Collected data
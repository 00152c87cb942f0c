//! Job definition and related types.

use chrono::{DateTime, Utc};
use serde::{Deserialize, Serialize};
use std::fmt;
use std::str::FromStr;
use uuid::Uuid;

/// Unique identifier for a job.
///
/// Ids are UUID v7, so they sort by creation time and make a stable
/// tie-breaker when two jobs share a `created_at`.
#[derive(Debug, Clone, Copy, PartialEq, Eq, PartialOrd, Ord, Hash, Serialize, Deserialize)]
#[serde(transparent)]
pub struct JobId(pub Uuid);

impl JobId {
    /// Generate a new JobId.
    pub fn new() -> Self {
        Self(Uuid::now_v7())
    }
}

impl Default for JobId {
    fn default() -> Self {
        Self::new()
    }
}

impl fmt::Display for JobId {
    fn fmt(&self, f: &mut fmt::Formatter<'_>) -> fmt::Result {
        write!(f, "{}", self.0)
    }
}

impl FromStr for JobId {
    type Err = uuid::Error;

    fn from_str(s: &str) -> Result<Self, Self::Err> {
        Uuid::parse_str(s).map(Self)
    }
}

/// The lifecycle state of a job.
#[derive(Debug, Clone, Copy, PartialEq, Eq, Hash, Serialize, Deserialize)]
#[serde(rename_all = "lowercase")]
pub enum JobState {
    /// Waiting to be claimed by a worker.
    Pending,
    /// Claimed by exactly one worker.
    Processing,
    /// Finished successfully. Terminal.
    Completed,
    /// Exhausted its retries and lives in the dead letter store.
    Dead,
}

impl JobState {
    pub const ALL: [JobState; 4] = [
        JobState::Pending,
        JobState::Processing,
        JobState::Completed,
        JobState::Dead,
    ];

    pub fn as_str(&self) -> &'static str {
        match self {
            JobState::Pending => "pending",
            JobState::Processing => "processing",
            JobState::Completed => "completed",
            JobState::Dead => "dead",
        }
    }
}

impl fmt::Display for JobState {
    fn fmt(&self, f: &mut fmt::Formatter<'_>) -> fmt::Result {
        f.write_str(self.as_str())
    }
}

/// Returned when a string does not name a job state.
#[derive(Debug, Clone, PartialEq, Eq, thiserror::Error)]
#[error("unknown job state: {0}")]
pub struct ParseJobStateError(pub String);

impl FromStr for JobState {
    type Err = ParseJobStateError;

    fn from_str(s: &str) -> Result<Self, Self::Err> {
        match s {
            "pending" => Ok(JobState::Pending),
            "processing" => Ok(JobState::Processing),
            "completed" => Ok(JobState::Completed),
            "dead" => Ok(JobState::Dead),
            other => Err(ParseJobStateError(other.to_string())),
        }
    }
}

/// A queued shell command with its retry bookkeeping.
#[derive(Debug, Clone, PartialEq, Eq, Serialize, Deserialize)]
pub struct Job {
    /// Unique job identifier, immutable.
    pub id: JobId,
    /// The command to execute, immutable.
    pub command: String,
    /// Current lifecycle state.
    pub state: JobState,
    /// Number of failed executions so far.
    pub attempts: u32,
    /// Retry ceiling fixed at creation.
    pub max_retries: u32,
    pub created_at: DateTime<Utc>,
    pub updated_at: DateTime<Utc>,
}

impl Job {
    /// Create a new pending job.
    pub fn new(command: impl Into<String>, max_retries: u32) -> Self {
        let now = Utc::now();
        Self {
            id: JobId::new(),
            command: command.into(),
            state: JobState::Pending,
            attempts: 0,
            max_retries,
            created_at: now,
            updated_at: now,
        }
    }

    /// Set the state and refresh `updated_at`.
    pub(crate) fn transition(&mut self, state: JobState) {
        self.state = state;
        self.updated_at = Utc::now();
    }
}

#[cfg(test)]
mod tests {
    use super::*;

    #[test]
    fn test_job_creation() {
        let job = Job::new("echo hi", 3);
        assert_eq!(job.state, JobState::Pending);
        assert_eq!(job.attempts, 0);
        assert_eq!(job.max_retries, 3);
        assert_eq!(job.created_at, job.updated_at);
    }

    #[test]
    fn test_job_id_uniqueness() {
        let id1 = JobId::new();
        let id2 = JobId::new();
        assert_ne!(id1, id2);
    }

    #[test]
    fn test_job_ids_sort_by_creation() {
        let ids: Vec<JobId> = (0..50).map(|_| JobId::new()).collect();
        let mut sorted = ids.clone();
        sorted.sort();
        assert_eq!(ids, sorted);
    }

    #[test]
    fn test_job_id_display_roundtrip() {
        let id = JobId::new();
        let display = id.to_string();
        assert_eq!(display.len(), 36);
        assert_eq!(display.parse::<JobId>().unwrap(), id);
    }

    #[test]
    fn test_job_id_rejects_garbage() {
        assert!("not-a-uuid".parse::<JobId>().is_err());
    }

    #[test]
    fn test_job_state_serialization() {
        let json = serde_json::to_string(&JobState::Processing).unwrap();
        assert_eq!(json, "\"processing\"");

        let deserialized: JobState = serde_json::from_str(&json).unwrap();
        assert_eq!(deserialized, JobState::Processing);
    }

    #[test]
    fn test_job_state_parse() {
        for state in JobState::ALL {
            assert_eq!(state.as_str().parse::<JobState>().unwrap(), state);
        }
        assert_eq!(
            "running".parse::<JobState>(),
            Err(ParseJobStateError("running".to_string()))
        );
    }

    #[test]
    fn test_transition_refreshes_updated_at() {
        let mut job = Job::new("true", 0);
        let before = job.updated_at;
        std::thread::sleep(std::time::Duration::from_millis(2));
        job.transition(JobState::Processing);
        assert_eq!(job.state, JobState::Processing);
        assert!(job.updated_at > before);
        assert_eq!(job.created_at, before);
    }

    #[test]
    fn test_job_json_uses_plain_id() {
        let job = Job::new("sleep 1", 2);
        let json = serde_json::to_string(&job).unwrap();
        let value: serde_json::Value = serde_json::from_str(&json).unwrap();
        assert_eq!(value["id"], serde_json::Value::String(job.id.to_string()));
        assert_eq!(value["state"], "pending");
        assert_eq!(serde_json::from_str::<Job>(&json).unwrap(), job);
    }
}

• _Problem to work on_: Out of the entries above, write out only the lines between the line holding "self.updated_at = Utc::now();" and the line holding "assert_eq!(job.max_retries, 3);", inclusive, each exactly as given.

• _Answer box_:
        self.updated_at = Utc::now();
    }
}

#[cfg(test)]
mod tests {
    use super::*;

    #[test]
    fn test_job_creation() {
        let job = Job::new("echo hi", 3);
        assert_eq!(job.state, JobState::Pending);
        assert_eq!(job.attempts, 0);
        assert_eq!(job.max_retries, 3);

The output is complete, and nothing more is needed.